(Stored data)
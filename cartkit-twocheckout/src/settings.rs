//! Typed view over the module's persisted settings.
//!
//! Settings live in the host's settings store under the `twocheckout`
//! namespace. The admin form persists submitted values as-is, so the values
//! read back here can be booleans, numbers or strings depending on how the
//! host serializes form input. [`TwocheckoutSettings::load`] normalizes all
//! of that into one struct the rest of the module works with.

use cartkit_lib::{GatewayConfig, OrderStatusId, Result, SettingsStore};
use serde_json::Value;

/// Snapshot of the module configuration at one point in time.
///
/// Loaded fresh for every request that needs it, never cached, so settings
/// edits take effect on the next checkout without a restart.
#[derive(Debug, Clone, PartialEq, Eq)]
pub struct TwocheckoutSettings {
    /// Whether the method is switched on in the admin panel.
    pub enabled: bool,
    /// Run gateway calls against the sandbox endpoint.
    pub test_mode: bool,
    /// Status an order moves to once payment succeeds.
    pub order_status_success: OrderStatusId,
    /// 2Checkout merchant account number.
    pub account_number: String,
    /// 2Checkout secret word used to verify notifications.
    pub secret_word: String,
}

impl TwocheckoutSettings {
    /// Namespace all of this module's settings are stored under.
    pub const NAMESPACE: &'static str = "twocheckout";

    pub const KEY_STATUS: &'static str = "status";
    pub const KEY_TEST: &'static str = "test";
    pub const KEY_ORDER_STATUS_SUCCESS: &'static str = "order_status_success";
    pub const KEY_ACCOUNT_NUMBER: &'static str = "accountNumber";
    pub const KEY_SECRET_WORD: &'static str = "secretWord";

    /// Reads the current settings from the store.
    ///
    /// Missing keys fall back to disabled / empty rather than erroring, so a
    /// freshly installed module loads cleanly before it is configured.
    pub async fn load(store: &dyn SettingsStore) -> Result<Self> {
        let values = store.all(Self::NAMESPACE).await?;
        Ok(Self {
            enabled: truthy(values.get(Self::KEY_STATUS)),
            test_mode: truthy(values.get(Self::KEY_TEST)),
            order_status_success: OrderStatusId::new(text(values.get(Self::KEY_ORDER_STATUS_SUCCESS))),
            account_number: text(values.get(Self::KEY_ACCOUNT_NUMBER)),
            secret_word: text(values.get(Self::KEY_SECRET_WORD)),
        })
    }

    /// Writes the typed settings back to the store.
    pub async fn save(&self, store: &dyn SettingsStore) -> Result<()> {
        store
            .set(Self::NAMESPACE, Self::KEY_STATUS, Value::Bool(self.enabled))
            .await?;
        store
            .set(Self::NAMESPACE, Self::KEY_TEST, Value::Bool(self.test_mode))
            .await?;
        store
            .set(
                Self::NAMESPACE,
                Self::KEY_ORDER_STATUS_SUCCESS,
                Value::String(self.order_status_success.to_string()),
            )
            .await?;
        store
            .set(
                Self::NAMESPACE,
                Self::KEY_ACCOUNT_NUMBER,
                Value::String(self.account_number.clone()),
            )
            .await?;
        store
            .set(
                Self::NAMESPACE,
                Self::KEY_SECRET_WORD,
                Value::String(self.secret_word.clone()),
            )
            .await?;
        Ok(())
    }

    /// The method is offered at checkout only when it is enabled and both
    /// gateway credentials are present.
    pub fn is_ready(&self) -> bool {
        self.enabled && !self.account_number.is_empty() && !self.secret_word.is_empty()
    }

    /// Gateway configuration for one request against `currency`.
    pub fn gateway_config(&self, currency: &str) -> GatewayConfig {
        GatewayConfig {
            test_mode: self.test_mode,
            currency: currency.to_string(),
            account_number: self.account_number.clone(),
            secret_word: self.secret_word.clone(),
        }
    }
}

impl Default for TwocheckoutSettings {
    fn default() -> Self {
        Self {
            enabled: false,
            test_mode: false,
            order_status_success: OrderStatusId::new(""),
            account_number: String::new(),
            secret_word: String::new(),
        }
    }
}

/// Loose boolean coercion for stored flag values.
///
/// Accepts the shapes the admin form and older data can produce: real
/// booleans, numbers (non-zero is true) and strings, where only the empty
/// string and `"0"` count as false.
pub(crate) fn truthy(value: Option<&Value>) -> bool {
    match value {
        Some(Value::Bool(flag)) => *flag,
        Some(Value::Number(number)) => number.as_f64().is_some_and(|n| n != 0.0),
        Some(Value::String(text)) => !text.is_empty() && text != "0",
        _ => false,
    }
}

/// String coercion for stored text values.
fn text(value: Option<&Value>) -> String {
    match value {
        Some(Value::String(text)) => text.clone(),
        Some(Value::Number(number)) => number.to_string(),
        _ => String::new(),
    }
}

#[cfg(test)]
mod tests {
    use super::*;
    use cartkit_lib::memory::MemorySettings;
    use serde_json::json;

    #[test]
    fn test_truthy_accepts_form_shapes() {
        assert!(truthy(Some(&json!(true))));
        assert!(truthy(Some(&json!(1))));
        assert!(truthy(Some(&json!("1"))));
        assert!(truthy(Some(&json!("yes"))));

        assert!(!truthy(Some(&json!(false))));
        assert!(!truthy(Some(&json!(0))));
        assert!(!truthy(Some(&json!("0"))));
        assert!(!truthy(Some(&json!(""))));
        assert!(!truthy(Some(&json!(null))));
        assert!(!truthy(None));
    }

    #[tokio::test]
    async fn test_load_defaults_when_unconfigured() {
        let store = MemorySettings::new();
        let settings = TwocheckoutSettings::load(&store)
            .await
            .unwrap();

        assert_eq!(settings, TwocheckoutSettings::default());
        assert!(!settings.is_ready());
    }

    #[tokio::test]
    async fn test_load_coerces_stored_values() {
        let store = MemorySettings::new();
        store
            .set(TwocheckoutSettings::NAMESPACE, "status", json!("1"))
            .await
            .unwrap();
        store
            .set(TwocheckoutSettings::NAMESPACE, "test", json!(true))
            .await
            .unwrap();
        store
            .set(TwocheckoutSettings::NAMESPACE, "order_status_success", json!(5))
            .await
            .unwrap();
        store
            .set(TwocheckoutSettings::NAMESPACE, "accountNumber", json!("801234"))
            .await
            .unwrap();
        store
            .set(TwocheckoutSettings::NAMESPACE, "secretWord", json!("hunter2"))
            .await
            .unwrap();

        let settings = TwocheckoutSettings::load(&store).await.unwrap();
        assert!(settings.enabled);
        assert!(settings.test_mode);
        assert_eq!(settings.order_status_success.as_str(), "5");
        assert_eq!(settings.account_number, "801234");
        assert_eq!(settings.secret_word, "hunter2");
        assert!(settings.is_ready());
    }

    #[tokio::test]
    async fn test_save_then_load_round_trip() {
        let store = MemorySettings::new();
        let settings = TwocheckoutSettings {
            enabled: true,
            test_mode: true,
            order_status_success: OrderStatusId::new("5"),
            account_number: "801234".into(),
            secret_word: "hunter2".into(),
        };
        settings.save(&store).await.unwrap();

        let loaded = TwocheckoutSettings::load(&store).await.unwrap();
        assert_eq!(loaded, settings);
    }

    #[test]
    fn test_is_ready_needs_all_three() {
        let ready = TwocheckoutSettings {
            enabled: true,
            account_number: "801234".into(),
            secret_word: "hunter2".into(),
            ..TwocheckoutSettings::default()
        };
        assert!(ready.is_ready());

        let disabled = TwocheckoutSettings {
            enabled: false,
            ..ready.clone()
        };
        assert!(!disabled.is_ready());

        let no_account = TwocheckoutSettings {
            account_number: String::new(),
            ..ready.clone()
        };
        assert!(!no_account.is_ready());

        let no_secret = TwocheckoutSettings {
            secret_word: String::new(),
            ..ready
        };
        assert!(!no_secret.is_ready());
    }

    #[test]
    fn test_gateway_config_takes_request_currency() {
        let settings = TwocheckoutSettings {
            enabled: true,
            test_mode: true,
            order_status_success: OrderStatusId::new("5"),
            account_number: "801234".into(),
            secret_word: "hunter2".into(),
        };

        let config = settings.gateway_config("EUR");
        assert!(config.test_mode);
        assert_eq!(config.currency, "EUR");
        assert_eq!(config.account_number, "801234");
        assert_eq!(config.secret_word, "hunter2");
    }
}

- **About this exercise**:
All that is wanted is an exact copy of the lines above from the one with "so the values" through the one with "once payment succeeds.", with both ends included.

- **Task solution**:
//! namespace. The admin form persists submitted values as-is, so the values
//! read back here can be booleans, numbers or strings depending on how the
//! host serializes form input. [`TwocheckoutSettings::load`] normalizes all
//! of that into one struct the rest of the module works with.

use cartkit_lib::{GatewayConfig, OrderStatusId, Result, SettingsStore};
use serde_json::Value;

/// Snapshot of the module configuration at one point in time.
///
/// Loaded fresh for every request that needs it, never cached, so settings
/// edits take effect on the next checkout without a restart.
#[derive(Debug, Clone, PartialEq, Eq)]
pub struct TwocheckoutSettings {
    /// Whether the method is switched on in the admin panel.
    pub enabled: bool,
    /// Run gateway calls against the sandbox endpoint.
    pub test_mode: bool,
    /// Status an order moves to once payment succeeds.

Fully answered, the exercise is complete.